Concrete Intersubjectivity: How Persons Interact, and How This Is Crucial to Ethics (225-249)

Hili Razinsky

ABSTRACT: Concrete intersubjectivity is intersubjective interaction, including ongoing relationships, and linguistic communication. This conceptual triangle is a core aspect of sociality, and intrinsic to subjectivity, and to ethics. Yet philosophical and historico-political biases limit its study. On my account, interaction involves an (onto-)logical tension, which participates in an analysable structure. Interaction is a matter of individual subjects (persons), and their interactional engagements (e.g. mental attitudes, intentional behaviour).

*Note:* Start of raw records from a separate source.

//! Task domain types

use chrono::{DateTime, Utc};
use serde::{Deserialize, Serialize};
use serde_json::{Map, Value};

/// A unit of work leased from the server's task queue.
///
/// Tasks are created server-side when a workflow schedules them and are
/// handed to exactly one poller. The worker must answer with a
/// [`TaskResult`]; unanswered tasks expire on the server.
#[derive(Debug, Clone, Default, PartialEq, Serialize, Deserialize)]
#[serde(rename_all = "camelCase")]
pub struct Task {
    pub task_id: String,
    #[serde(default)]
    pub task_type: String,
    #[serde(default)]
    pub task_def_name: String,
    #[serde(default)]
    pub workflow_instance_id: String,
    #[serde(default, skip_serializing_if = "Option::is_none")]
    pub workflow_type: Option<String>,
    #[serde(default, skip_serializing_if = "Option::is_none")]
    pub reference_task_name: Option<String>,
    #[serde(default, skip_serializing_if = "Option::is_none")]
    pub status: Option<String>,
    #[serde(default, skip_serializing_if = "Option::is_none")]
    pub domain: Option<String>,
    /// Input payload. `None` when the server sent no input or an explicit null.
    #[serde(default)]
    pub input_data: Option<Map<String, Value>>,
    #[serde(default)]
    pub retry_count: u32,
    #[serde(default)]
    pub poll_count: u32,
    /// When the task was handed to a poller (epoch millis on the wire)
    #[serde(
        default,
        with = "chrono::serde::ts_milliseconds_option",
        skip_serializing_if = "Option::is_none"
    )]
    pub start_time: Option<DateTime<Utc>>,
}

impl Task {
    /// Name of the task definition, falling back to the task type when the
    /// server omitted it.
    pub fn def_name(&self) -> &str {
        if self.task_def_name.is_empty() {
            &self.task_type
        } else {
            &self.task_def_name
        }
    }
}

/// Status a worker can report for a task
#[derive(Debug, Clone, Copy, PartialEq, Eq, Serialize, Deserialize)]
#[serde(rename_all = "SCREAMING_SNAKE_CASE")]
pub enum TaskResultStatus {
    InProgress,
    Completed,
    Failed,
    /// Failed in a way the server must not retry
    FailedWithTerminalError,
}

/// Outcome of a task execution, as posted back to the server
#[derive(Debug, Clone, PartialEq, Serialize, Deserialize)]
#[serde(rename_all = "camelCase")]
pub struct TaskResult {
    pub workflow_instance_id: String,
    pub task_id: String,
    pub worker_id: String,
    pub status: TaskResultStatus,
    #[serde(default)]
    pub output_data: Map<String, Value>,
    #[serde(default, skip_serializing_if = "Option::is_none")]
    pub reason_for_incompletion: Option<String>,
    #[serde(default, skip_serializing_if = "Vec::is_empty")]
    pub logs: Vec<TaskExecLog>,
}

impl TaskResult {
    /// Builds a completion result carrying `output` as the task output
    pub fn completed(task: &Task, worker_id: impl Into<String>, output: Map<String, Value>) -> Self {
        Self {
            workflow_instance_id: task.workflow_instance_id.clone(),
            task_id: task.task_id.clone(),
            worker_id: worker_id.into(),
            status: TaskResultStatus::Completed,
            output_data: output,
            reason_for_incompletion: None,
            logs: Vec::new(),
        }
    }

    /// Builds a failure result carrying `reason` as the failure reason
    pub fn failed(task: &Task, worker_id: impl Into<String>, reason: impl Into<String>) -> Self {
        Self {
            workflow_instance_id: task.workflow_instance_id.clone(),
            task_id: task.task_id.clone(),
            worker_id: worker_id.into(),
            status: TaskResultStatus::Failed,
            output_data: Map::new(),
            reason_for_incompletion: Some(reason.into()),
            logs: Vec::new(),
        }
    }

    /// Marks a failure as terminal so the server does not retry the task
    pub fn terminal(mut self) -> Self {
        if self.status == TaskResultStatus::Failed {
            self.status = TaskResultStatus::FailedWithTerminalError;
        }
        self
    }

    /// Attaches execution logs to the result
    pub fn with_logs(mut self, logs: Vec<TaskExecLog>) -> Self {
        self.logs = logs;
        self
    }

    pub fn is_failure(&self) -> bool {
        matches!(
            self.status,
            TaskResultStatus::Failed | TaskResultStatus::FailedWithTerminalError
        )
    }
}

/// A log line emitted by a handler while executing a task
#[derive(Debug, Clone, PartialEq, Serialize, Deserialize)]
#[serde(rename_all = "camelCase")]
pub struct TaskExecLog {
    pub log: String,
    pub task_id: String,
    /// Epoch millis
    pub created_time: i64,
}

impl TaskExecLog {
    pub fn new(task_id: impl Into<String>, log: impl Into<String>) -> Self {
        Self {
            log: log.into(),
            task_id: task_id.into(),
            created_time: Utc::now().timestamp_millis(),
        }
    }
}
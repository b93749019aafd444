//! Baton HTTP Client
//!
//! A small, type-safe HTTP client for the task endpoints of the workflow
//! orchestration server. Workers use it to lease tasks and to report their
//! outcome; nothing here knows about handlers or polling schedules.
//!
//! # Example
//!
//! ```no_run
//! use baton_client::ServerClient;
//! use baton_core::dto::task::PollQuery;
//!
//! #[tokio::main]
//! async fn main() -> Result<(), baton_client::ClientError> {
//!     let client = ServerClient::new("http://localhost:8080/api");
//!
//!     let tasks = client.poll_tasks(&PollQuery::new("greet", "worker-1", 5)).await?;
//!     println!("Leased {} task(s)", tasks.len());
//!     Ok(())
//! }
//! ```

pub mod error;
mod tasks;

// Re-export commonly used types
pub use error::{ClientError, Result};

use reqwest::{Client, StatusCode};
use serde::de::DeserializeOwned;

/// HTTP client for the orchestration server's task API
#[derive(Debug, Clone)]
pub struct ServerClient {
    /// Base URL of the server API (e.g., "http://localhost:8080/api")
    base_url: String,
    /// HTTP client instance
    client: Client,
}

impl ServerClient {
    /// Create a new server client
    ///
    /// # Arguments
    /// * `base_url` - The base URL of the server API (e.g., "http://localhost:8080/api")
    ///
    /// # Example
    /// ```
    /// use baton_client::ServerClient;
    ///
    /// let client = ServerClient::new("http://localhost:8080/api");
    /// ```
    pub fn new(base_url: impl Into<String>) -> Self {
        Self::with_client(base_url, Client::new())
    }

    /// Create a new server client with a custom HTTP client
    ///
    /// This allows you to configure timeouts, proxies, TLS settings, etc.
    ///
    /// # Example
    /// ```
    /// use baton_client::ServerClient;
    /// use reqwest::Client;
    /// use std::time::Duration;
    ///
    /// let http_client = Client::builder()
    ///     .timeout(Duration::from_secs(30))
    ///     .build()
    ///     .unwrap();
    ///
    /// let client = ServerClient::with_client("http://localhost:8080/api", http_client);
    /// ```
    pub fn with_client(base_url: impl Into<String>, client: Client) -> Self {
        let base_url = base_url.into();
        Self {
            base_url: base_url.trim_end_matches('/').to_string(),
            client,
        }
    }

    /// Get the base URL of the server
    pub fn base_url(&self) -> &str {
        &self.base_url
    }

    // =============================================================================
    // Response Handlers
    // =============================================================================

    /// Check the status code and turn failures into [`ClientError::ApiError`]
    async fn check_status(&self, response: reqwest::Response) -> Result<reqwest::Response> {
        let status = response.status();

        if !status.is_success() {
            let error_text = response
                .text()
                .await
                .unwrap_or_else(|_| "Unknown error".to_string());
            return Err(ClientError::api_error(status.as_u16(), error_text));
        }

        Ok(response)
    }

    /// Handle a response whose body may legitimately be empty
    ///
    /// Long-poll endpoints answer 204 (or 200 with no body) when nothing is
    /// available; both decode to `T::default()`.
    async fn handle_optional_response<T: DeserializeOwned + Default>(
        &self,
        response: reqwest::Response,
    ) -> Result<T> {
        let response = self.check_status(response).await?;

        if response.status() == StatusCode::NO_CONTENT {
            return Ok(T::default());
        }

        let body = response.text().await?;
        if body.trim().is_empty() {
            return Ok(T::default());
        }

        serde_json::from_str(&body)
            .map_err(|e| ClientError::ParseError(format!("Failed to parse JSON response: {}", e)))
    }

    /// Handle a response whose body is irrelevant
    async fn handle_empty_response(&self, response: reqwest::Response) -> Result<()> {
        self.check_status(response).await.map(|_| ())
    }
}
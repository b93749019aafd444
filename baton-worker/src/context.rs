//! Task context
//!
//! Per-invocation handle given to handlers. It exposes the identity of the
//! task being executed, a log buffer whose entries travel with the task
//! result, and a cancellation token tied to the runner's lifecycle.

use baton_core::domain::task::{Task, TaskExecLog};
use serde_json::{Map, Value};
use std::fmt;
use std::sync::{Arc, Mutex, PoisonError};
use std::time::Duration;
use tokio_util::sync::CancellationToken;

/// Execution context of a single handler invocation
///
/// Cloning is cheap; clones share the same token and log buffer.
#[derive(Clone)]
pub struct TaskContext {
    inner: Arc<Inner>,
}

struct Inner {
    task_id: String,
    task_def_name: String,
    workflow_instance_id: String,
    retry_count: u32,
    input: Option<Map<String, Value>>,
    token: CancellationToken,
    logs: Mutex<Vec<TaskExecLog>>,
}

impl TaskContext {
    /// Creates a context for `task` whose cancellation follows `parent`
    ///
    /// The context carries no deadline of its own.
    pub fn new(task: &Task, parent: &CancellationToken) -> Self {
        Self::with_token(task, parent.child_token())
    }

    /// Creates a context that is only cancelled through its own token
    pub fn detached(task: &Task) -> Self {
        Self::with_token(task, CancellationToken::new())
    }

    fn with_token(task: &Task, token: CancellationToken) -> Self {
        Self {
            inner: Arc::new(Inner {
                task_id: task.task_id.clone(),
                task_def_name: task.def_name().to_string(),
                workflow_instance_id: task.workflow_instance_id.clone(),
                retry_count: task.retry_count,
                input: task.input_data.clone(),
                token,
                logs: Mutex::new(Vec::new()),
            }),
        }
    }

    pub fn task_id(&self) -> &str {
        &self.inner.task_id
    }

    pub fn task_def_name(&self) -> &str {
        &self.inner.task_def_name
    }

    pub fn workflow_instance_id(&self) -> &str {
        &self.inner.workflow_instance_id
    }

    pub fn retry_count(&self) -> u32 {
        self.inner.retry_count
    }

    /// Raw input payload of the task
    pub fn input(&self) -> Option<&Map<String, Value>> {
        self.inner.input.as_ref()
    }

    // =============================================================================
    // Cancellation
    // =============================================================================

    pub fn cancellation_token(&self) -> &CancellationToken {
        &self.inner.token
    }

    pub fn is_cancelled(&self) -> bool {
        self.inner.token.is_cancelled()
    }

    /// Resolves once the runner (or the worker's base context) is shut down
    pub async fn cancelled(&self) {
        self.inner.token.cancelled().await
    }

    /// Derives a token cancelled whenever this context is
    pub fn child_token(&self) -> CancellationToken {
        self.inner.token.child_token()
    }

    /// Derives a token cancelled when this context is, or after `timeout`,
    /// whichever comes first
    ///
    /// Must be called from within a Tokio runtime.
    pub fn child_with_timeout(&self, timeout: Duration) -> CancellationToken {
        let child = self.inner.token.child_token();
        let timer = child.clone();

        tokio::spawn(async move {
            tokio::select! {
                _ = tokio::time::sleep(timeout) => timer.cancel(),
                _ = timer.cancelled() => {}
            }
        });

        child
    }

    // =============================================================================
    // Execution Logs
    // =============================================================================

    /// Appends a log line that is attached to the task result
    pub fn log(&self, message: impl Into<String>) {
        let entry = TaskExecLog::new(self.inner.task_id.clone(), message);
        self.lock_logs().push(entry);
    }

    /// Drains all buffered log lines
    pub(crate) fn drain_logs(&self) -> Vec<TaskExecLog> {
        self.lock_logs().drain(..).collect()
    }

    fn lock_logs(&self) -> std::sync::MutexGuard<'_, Vec<TaskExecLog>> {
        // Entries stay usable after a handler panic
        self.inner
            .logs
            .lock()
            .unwrap_or_else(PoisonError::into_inner)
    }
}

impl fmt::Debug for TaskContext {
    fn fmt(&self, f: &mut fmt::Formatter<'_>) -> fmt::Result {
        f.debug_struct("TaskContext")
            .field("task_id", &self.inner.task_id)
            .field("task_def_name", &self.inner.task_def_name)
            .field("workflow_instance_id", &self.inner.workflow_instance_id)
            .field("retry_count", &self.inner.retry_count)
            .field("cancelled", &self.inner.token.is_cancelled())
            .finish()
    }
}

#[cfg(test)]
mod tests {
    use super::*;
    use serde_json::json;

    fn sample_task() -> Task {
        Task {
            task_id: "t-1".to_string(),
            task_def_name: "greet".to_string(),
            workflow_instance_id: "wf-1".to_string(),
            retry_count: 2,
            input_data: json!({"name": "X"}).as_object().cloned(),
            ..Default::default()
        }
    }

    #[test]
    fn test_accessors() {
        let ctx = TaskContext::detached(&sample_task());
        assert_eq!(ctx.task_id(), "t-1");
        assert_eq!(ctx.task_def_name(), "greet");
        assert_eq!(ctx.workflow_instance_id(), "wf-1");
        assert_eq!(ctx.retry_count(), 2);
        assert_eq!(ctx.input().unwrap()["name"], json!("X"));
        assert!(!ctx.is_cancelled());
    }

    #[test]
    fn test_cancellation_propagates_from_parent() {
        let parent = CancellationToken::new();
        let ctx = TaskContext::new(&sample_task(), &parent);
        let child = ctx.child_token();

        parent.cancel();

        assert!(ctx.is_cancelled());
        assert!(child.is_cancelled());
    }

    #[test]
    fn test_child_cancellation_does_not_reach_context() {
        let ctx = TaskContext::detached(&sample_task());
        let child = ctx.child_token();

        child.cancel();

        assert!(!ctx.is_cancelled());
    }

    #[tokio::test]
    async fn test_child_with_timeout_fires() {
        let ctx = TaskContext::detached(&sample_task());
        let deadline = ctx.child_with_timeout(Duration::from_millis(20));

        tokio::time::timeout(Duration::from_secs(2), deadline.cancelled())
            .await
            .expect("deadline token should be cancelled");
        assert!(!ctx.is_cancelled());
    }

    #[test]
    fn test_logs_are_shared_between_clones_and_drained() {
        let ctx = TaskContext::detached(&sample_task());
        let clone = ctx.clone();

        ctx.log("starting");
        clone.log("done");

        let logs = ctx.drain_logs();
        assert_eq!(logs.len(), 2);
        assert_eq!(logs[0].log, "starting");
        assert_eq!(logs[1].task_id, "t-1");
        assert!(ctx.drain_logs().is_empty());
    }
}
//! Data Transfer Objects
//!
//! Request shapes sent from workers to the server that have no
//! counterpart in the domain model.

pub mod task;
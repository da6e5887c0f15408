//! Error types for the client router
//!
//! No-match is not an error: matching returns `None` or an empty chain.
//! Guard and hook failures never surface here either; the pipeline logs
//! them and turns guard failures into a cancelled navigation.

use std::path::PathBuf;

use thiserror::Error;

/// A route template that cannot be compiled.
///
/// Raised the first time the template is compiled, which for a [`Router`]
/// means at construction.
///
/// [`Router`]: crate::Router
#[derive(Debug, Clone, PartialEq, Eq, Error)]
#[error("invalid route template `{template}`: {kind}")]
pub struct PatternError {
    /// The full template that failed to compile
    pub template: String,
    /// What was wrong with it
    pub kind: PatternErrorKind,
}

impl PatternError {
    pub fn new(template: impl Into<String>, kind: PatternErrorKind) -> Self {
        Self {
            template: template.into(),
            kind,
        }
    }
}

/// The specific reason a template was rejected
#[derive(Debug, Clone, PartialEq, Eq, Error)]
pub enum PatternErrorKind {
    #[error("missing parameter name in segment `{0}`")]
    MissingParamName(String),

    #[error("unbalanced parenthesis in segment `{0}`")]
    UnbalancedParen(String),

    #[error("capturing group in custom pattern for `:{0}`, use `(?:...)` instead")]
    CapturingGroup(String),

    #[error("invalid custom pattern for `{name}`: {reason}")]
    InvalidPattern { name: String, reason: String },

    #[error("wildcard `{0}` must be the last segment")]
    WildcardNotLast(String),

    #[error("duplicate parameter name `{0}`")]
    DuplicateParam(String),
}

/// Failure to load a [`RouterConfig`](crate::RouterConfig)
#[derive(Debug, Error)]
pub enum ConfigError {
    #[error("failed to read router config {path}: {source}")]
    Io {
        path: PathBuf,
        #[source]
        source: std::io::Error,
    },

    #[error("invalid TOML router config: {0}")]
    Toml(#[from] toml::de::Error),

    #[error("invalid JSON router config: {0}")]
    Json(#[from] serde_json::Error),

    #[error("unknown router mode `{0}` (expected `history` or `hash`)")]
    InvalidMode(String),
}

/// Top-level error for router construction
#[derive(Debug, Error)]
pub enum RouterError {
    #[error(transparent)]
    Pattern(#[from] PatternError),

    #[error(transparent)]
    Config(#[from] ConfigError),

    #[error("environment reported an unparsable URL `{href}`: {source}")]
    Url {
        href: String,
        #[source]
        source: url::ParseError,
    },
}
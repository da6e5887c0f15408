//! Query strings
//!
//! [`Query`] is an ordered list of key/value pairs. A `None` value marks a
//! key that should be left out when serializing, which lets callers pass
//! optional filters without branching.

use std::fmt;

/// Ordered query parameters
///
/// # Examples
///
/// ```
/// use rhtmx_client_router::Query;
///
/// let query = Query::new()
///     .with("q", "rust router")
///     .with("page", 2)
///     .with_opt("sort", None::<&str>);
///
/// assert_eq!(query.to_search_string(), "?q=rust%20router&page=2");
/// ```
#[derive(Debug, Clone, Default, PartialEq, Eq)]
pub struct Query {
    pairs: Vec<(String, Option<String>)>,
}

impl Query {
    pub fn new() -> Self {
        Self::default()
    }

    pub fn with(mut self, key: impl Into<String>, value: impl ToString) -> Self {
        self.insert(key, Some(value.to_string()));
        self
    }

    /// Adds an entry whose value may be absent
    pub fn with_opt<V: ToString>(mut self, key: impl Into<String>, value: Option<V>) -> Self {
        self.insert(key, value.map(|v| v.to_string()));
        self
    }

    /// Sets `key`, replacing an existing entry in place
    pub fn insert(&mut self, key: impl Into<String>, value: Option<String>) {
        let key = key.into();
        match self.pairs.iter_mut().find(|(k, _)| *k == key) {
            Some((_, existing)) => *existing = value,
            None => self.pairs.push((key, value)),
        }
    }

    pub fn get(&self, key: &str) -> Option<&str> {
        self.pairs
            .iter()
            .find(|(k, _)| k == key)
            .and_then(|(_, v)| v.as_deref())
    }

    pub fn iter(&self) -> impl Iterator<Item = (&str, Option<&str>)> {
        self.pairs.iter().map(|(k, v)| (k.as_str(), v.as_deref()))
    }

    pub fn len(&self) -> usize {
        self.pairs.len()
    }

    pub fn is_empty(&self) -> bool {
        self.pairs.is_empty()
    }

    /// Parses `?a=1&b=two`, with or without the leading `?`
    ///
    /// `+` decodes to a space. Keys without `=` get an empty value, and
    /// repeated keys keep their last value.
    pub fn parse(search: &str) -> Self {
        search
            .strip_prefix('?')
            .unwrap_or(search)
            .split('&')
            .filter(|pair| !pair.is_empty())
            .map(|pair| {
                let (key, value) = pair.split_once('=').unwrap_or((pair, ""));
                (decode_form(key), decode_form(value))
            })
            .collect()
    }

    pub fn to_search_string(&self) -> String {
        build_search_string(self)
    }
}

impl<K, V> FromIterator<(K, V)> for Query
where
    K: Into<String>,
    V: Into<String>,
{
    fn from_iter<I: IntoIterator<Item = (K, V)>>(iter: I) -> Self {
        let mut query = Query::new();
        for (key, value) in iter {
            query.insert(key, Some(value.into()));
        }
        query
    }
}

impl fmt::Display for Query {
    fn fmt(&self, f: &mut fmt::Formatter<'_>) -> fmt::Result {
        f.write_str(&build_search_string(self))
    }
}

/// Serializes a query to `?k=v&...`, or `""` when nothing is present
///
/// Entries with an absent value are dropped. Keys and values are
/// percent-encoded.
///
/// ```
/// use rhtmx_client_router::{build_search_string, Query};
///
/// assert_eq!(build_search_string(&Query::new()), "");
///
/// let query = Query::new().with("a", 1).with_opt("b", None::<i32>).with("c", "x&y");
/// assert_eq!(build_search_string(&query), "?a=1&c=x%26y");
/// ```
pub fn build_search_string(query: &Query) -> String {
    let encoded: Vec<String> = query
        .pairs
        .iter()
        .filter_map(|(key, value)| {
            value.as_ref().map(|value| {
                format!(
                    "{}={}",
                    urlencoding::encode(key),
                    urlencoding::encode(value)
                )
            })
        })
        .collect();

    if encoded.is_empty() {
        String::new()
    } else {
        format!("?{}", encoded.join("&"))
    }
}

/// Shorthand for [`Query::parse`]
pub fn parse_query(search: &str) -> Query {
    Query::parse(search)
}

fn decode_form(raw: &str) -> String {
    let spaced = raw.replace('+', " ");
    urlencoding::decode(&spaced)
        .map(|decoded| decoded.into_owned())
        .unwrap_or(spaced)
}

Condensely, (I) for Mia and Liu to thus-and-thus interact is tantamount to Mia having some interactional engagement with Liu. (II) Mia is interactionally engaged with Liu means Mia is interactionally engaged-engaging as a whole-person with Liu as a whole-person interactionally engaged-engaging with herself as a whole-person engaged-engaging with… [ad infinitum]. This analysis is individualistic and relational. Interaction doesn’t aggregate engagements of isolated individuals. Neither is it a matter of socio-cultural entities, e.g. groups, additionally to individuals. By invoking a new cross-divisional philosophical conversation, this paper introduces the analysis, and follows with a Kant-based interactive ethical imperative. Depicting interactions as pervasive to morality regarding interactive and non-interactive others, the imperative is normatively and epistemically justified, logically tension-fraught, and guiding in an open variety of indeterminate, multisided, logically-ambivalent cases, as in issues from care ethics, to intergroup politics.